United States District Court, W.D. Wisconsin

January 22, 2018

YE XU, Plaintiff,



         Pro se plaintiff Ye Xu, a librarian at the University of Wisconsin-Madison, alleges that administrators at the University of Wisconsin System discriminated against her on the basis of her race and national origin. She brings Title VII claims for disparate treatment, retaliation, and hostile work environment. At the root of her complaint is a disagreement whether a Japanese-language newspaper published in Taiwan during the period of Japanese control should be categorized under “Taiwan” or under “China.” Xu contends that workplace conflict following this dispute is a manifestation of discrimination against her because she was born in mainland China. After considering the parties' briefs and supporting evidence, I will grant defendant's motion for summary judgment. No reasonable jury could conclude on the evidence before me that library administrators discriminated against Xu or subjected her to a hostile work environment.


         A. Motion to compel

         Xu has filed a motion to compel defendant to more adequately answer parts of her second set of requests for admission and for production of documents, which she served on defendant in July 2017. Dkt. 24. But the motion to compel comes far too late to consider before issuing a decision on summary judgment.

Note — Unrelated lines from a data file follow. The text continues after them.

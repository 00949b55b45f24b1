//! Logical datagram stream contract
//!
//! A stream delivers unordered, unreliable datagrams. Arrival is announced
//! through a "ready to read" notification; the listener then pulls exactly
//! one datagram. Each direction can be shut down on its own.

use bytes::Bytes;
use parking_lot::Mutex;
use std::sync::atomic::{AtomicBool, AtomicU64, Ordering};
use std::sync::Arc;

use crate::error::NetworkError;

/// Delivery guarantee requested for a write
#[derive(Debug, Clone, Copy, PartialEq, Eq)]
pub enum Reliability {
    Unreliable,
    Reliable,
}

/// Direction(s) to shut down
#[derive(Debug, Clone, Copy, PartialEq, Eq)]
pub enum ShutdownMode {
    Read,
    Write,
    Both,
}

/// Handle of a registered ready-read callback
#[derive(Debug, Clone, Copy, PartialEq, Eq, Hash)]
pub struct SubscriptionId(u64);

/// Callback invoked when a datagram becomes readable
pub type ReadyCallback = Arc<dyn Fn() + Send + Sync>;

/// A logical stream carrying voice datagrams
pub trait DatagramStream: Send + Sync {
    /// Register `callback` to run whenever a datagram is ready to read
    fn on_ready_read_datagram(&self, callback: ReadyCallback) -> SubscriptionId;

    /// Remove a registration; unknown ids are ignored
    fn disconnect(&self, id: SubscriptionId);

    /// Take the next pending datagram, if any
    fn read_datagram(&self) -> Option<Bytes>;

    fn write_datagram(&self, data: Bytes, reliability: Reliability) -> Result<(), NetworkError>;

    /// Shut down one or both directions. Repeated calls have no effect.
    fn shutdown(&self, mode: ShutdownMode);

    fn is_read_shutdown(&self) -> bool;

    fn is_write_shutdown(&self) -> bool;
}

/// Subscriber list behind a ready-read notification
#[derive(Default)]
pub struct ReadySignal {
    next_id: AtomicU64,
    callbacks: Mutex<Vec<(SubscriptionId, ReadyCallback)>>,
}

impl ReadySignal {
    pub fn new() -> Self {
        Self::default()
    }

    pub fn connect(&self, callback: ReadyCallback) -> SubscriptionId {
        let id = SubscriptionId(self.next_id.fetch_add(1, Ordering::Relaxed));
        self.callbacks.lock().push((id, callback));
        id
    }

    pub fn disconnect(&self, id: SubscriptionId) {
        self.callbacks.lock().retain(|(existing, _)| *existing != id);
    }

    pub fn disconnect_all(&self) {
        self.callbacks.lock().clear();
    }

    pub fn subscriber_count(&self) -> usize {
        self.callbacks.lock().len()
    }

    /// Run every callback, outside the subscriber lock
    pub fn emit(&self) {
        let callbacks: Vec<ReadyCallback> = self
            .callbacks
            .lock()
            .iter()
            .map(|(_, callback)| callback.clone())
            .collect();

        for callback in callbacks {
            callback();
        }
    }
}

/// Open/closed state of both directions
#[derive(Debug)]
pub struct Directions {
    read_open: AtomicBool,
    write_open: AtomicBool,
}

impl Default for Directions {
    fn default() -> Self {
        Self {
            read_open: AtomicBool::new(true),
            write_open: AtomicBool::new(true),
        }
    }
}

impl Directions {
    /// Close the given directions, returning which ones were open until now
    pub fn shutdown(&self, mode: ShutdownMode) -> (bool, bool) {
        let read = matches!(mode, ShutdownMode::Read | ShutdownMode::Both)
            && self.read_open.swap(false, Ordering::AcqRel);
        let write = matches!(mode, ShutdownMode::Write | ShutdownMode::Both)
            && self.write_open.swap(false, Ordering::AcqRel);
        (read, write)
    }

    pub fn is_read_open(&self) -> bool {
        self.read_open.load(Ordering::Acquire)
    }

    pub fn is_write_open(&self) -> bool {
        self.write_open.load(Ordering::Acquire)
    }
}

#[cfg(test)]
mod tests {
    use super::*;
    use std::sync::atomic::AtomicUsize;

    #[test]
    fn test_ready_signal_connect_disconnect() {
        let signal = ReadySignal::new();
        let hits = Arc::new(AtomicUsize::new(0));

        let first = {
            let hits = hits.clone();
            signal.connect(Arc::new(move || {
                hits.fetch_add(1, Ordering::SeqCst);
            }))
        };
        let _second = {
            let hits = hits.clone();
            signal.connect(Arc::new(move || {
                hits.fetch_add(10, Ordering::SeqCst);
            }))
        };

        signal.emit();
        assert_eq!(hits.load(Ordering::SeqCst), 11);

        signal.disconnect(first);
        signal.emit();
        assert_eq!(hits.load(Ordering::SeqCst), 21);
        assert_eq!(signal.subscriber_count(), 1);
    }

    #[test]
    fn test_directions_shutdown_once() {
        let directions = Directions::default();
        assert_eq!(directions.shutdown(ShutdownMode::Read), (true, false));
        assert_eq!(directions.shutdown(ShutdownMode::Read), (false, false));
        assert!(directions.is_write_open());
        assert_eq!(directions.shutdown(ShutdownMode::Both), (false, true));
        assert!(!directions.is_read_open());
    }
}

         Xu filed the motion to compel on November 29, 2017, after her original August 14 summary judgment response deadline and even after the extended November 13 deadline I gave her to submit an amended summary judgment response. In its preliminary pretrial conference order, the court warned Xu that discovery disputes would need to be timely raised. See Dkt. 8, at 7 (“If the parties do not bring discovery problems to the court's attention quickly, then they cannot complain that they ran out of time to get information that they needed for summary judgment or for trial.”). The parties' summary judgment briefing is complete and ready for review. Because I will grant summary judgment to defendant, there is no need to consider Xu's motion to compel any further.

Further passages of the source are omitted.